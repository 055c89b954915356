use clap::Parser;
use std::io::Read;
use hearth_bash::bash::{Bash, BashOptions};

#[derive(Parser)]
#[command(name = "hearth-bash")]
#[command(about = "A secure bash environment for AI agents")]
#[command(version)]
struct Cli {
    /// Execute the script from command line argument
    #[arg(short = 'c')]
    script: Option<String>,

    /// Exit immediately if a command exits with non-zero status
    #[arg(short = 'e', long = "errexit")]
    errexit: bool,

    /// Working directory within the sandbox
    #[arg(long = "cwd")]
    cwd: Option<String>,

    /// Output results as JSON (stdout, stderr, exitCode)
    #[arg(long = "json")]
    json: bool,

    /// Script file to execute
    #[arg()]
    script_file: Option<String>,
}

#[tokio::main]
async fn main() {
    env_logger::Builder::from_env(env_logger::Env::default().default_filter_or("warn")).init();

    let cli = Cli::parse();

    // Determine script source: -c, file, or stdin
    let script = if let Some(s) = cli.script {
        s
    } else if let Some(ref file) = cli.script_file {
        match std::fs::read_to_string(file) {
            Ok(content) => content,
            Err(e) => {
                log::error!("cannot read script file {}: {}", file, e);
                eprintln!("Error: Cannot read script file: {}: {}", file, e);
                std::process::exit(1);
            }
        }
    } else {
        // Use std::io::IsTerminal (stable since Rust 1.70) for TTY detection
        use std::io::IsTerminal;
        if std::io::stdin().is_terminal() {
            log::error!("no script provided on stdin and none given via -c or file argument");
            eprintln!("Error: No script provided. Use -c 'script', provide a script file, or pipe via stdin.");
            std::process::exit(1);
        }
        let mut buf = String::new();
        std::io::stdin().read_to_string(&mut buf).unwrap_or_default();
        buf
    };

    if script.trim().is_empty() {
        if cli.json {
            println!("{}", serde_json::json!({"stdout": "", "stderr": "", "exitCode": 0}));
        }
        std::process::exit(0);
    }

    let mut bash = Bash::new(BashOptions {
        cwd: cli.cwd,
        ..Default::default()
    }).await;

    // Prepend set -e if errexit
    let final_script = if cli.errexit {
        format!("set -e\n{}", script)
    } else {
        script
    };

    let result = bash.exec(&final_script, None).await;

    if cli.json {
        println!("{}", serde_json::json!({
            "stdout": result.stdout,
            "stderr": result.stderr,
            "exitCode": result.exit_code,
        }));
    } else {
        if !result.stdout.is_empty() {
            print!("{}", result.stdout);
        }
        if !result.stderr.is_empty() {
            eprint!("{}", result.stderr);
        }
    }

    std::process::exit(result.exit_code);
}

--------

Could you copy out all of the records above exactly?

◆ RESULT FOR THIS EXERCISE ◆
repository 055c89b954915356
use clap::Parser;
use std::io::Read;
use hearth_bash::bash::{Bash, BashOptions};

#[derive(Parser)]
#[command(name = "hearth-bash")]
#[command(about = "A secure bash environment for AI agents")]
#[command(version)]
struct Cli {
    /// Execute the script from command line argument
    #[arg(short = 'c')]
    script: Option<String>,

    /// Exit immediately if a command exits with non-zero status
    #[arg(short = 'e', long = "errexit")]
    errexit: bool,

    /// Working directory within the sandbox
    #[arg(long = "cwd")]
    cwd: Option<String>,

    /// Output results as JSON (stdout, stderr, exitCode)
    #[arg(long = "json")]
    json: bool,

    /// Script file to execute
    #[arg()]
    script_file: Option<String>,
}

#[tokio::main]
async fn main() {
    env_logger::Builder::from_env(env_logger::Env::default().default_filter_or("warn")).init();

    let cli = Cli::parse();

    // Determine script source: -c, file, or stdin
    let script = if let Some(s) = cli.script {
        s
    } else if let Some(ref file) = cli.script_file {
        match std::fs::read_to_string(file) {
            Ok(content) => content,
            Err(e) => {
                log::error!("cannot read script file {}: {}", file, e);
                eprintln!("Error: Cannot read script file: {}: {}", file, e);
                std::process::exit(1);
            }
        }
    } else {
        // Use std::io::IsTerminal (stable since Rust 1.70) for TTY detection
        use std::io::IsTerminal;
        if std::io::stdin().is_terminal() {
            log::error!("no script provided on stdin and none given via -c or file argument");
            eprintln!("Error: No script provided. Use -c 'script', provide a script file, or pipe via stdin.");
            std::process::exit(1);
        }
        let mut buf = String::new();
        std::io::stdin().read_to_string(&mut buf).unwrap_or_default();
        buf
    };

    if script.trim().is_empty() {
        if cli.json {
            println!("{}", serde_json::json!({"stdout": "", "stderr": "", "exitCode": 0}));
        }
        std::process::exit(0);
    }

    let mut bash = Bash::new(BashOptions {
        cwd: cli.cwd,
        ..Default::default()
    }).await;

    // Prepend set -e if errexit
    let final_script = if cli.errexit {
        format!("set -e\n{}", script)
    } else {
        script
    };

    let result = bash.exec(&final_script, None).await;

    if cli.json {
        println!("{}", serde_json::json!({
            "stdout": result.stdout,
            "stderr": result.stderr,
            "exitCode": result.exit_code,
        }));
    } else {
        if !result.stdout.is_empty() {
            print!("{}", result.stdout);
        }
        if !result.stderr.is_empty() {
            eprint!("{}", result.stderr);
        }
    }

    std::process::exit(result.exit_code);
}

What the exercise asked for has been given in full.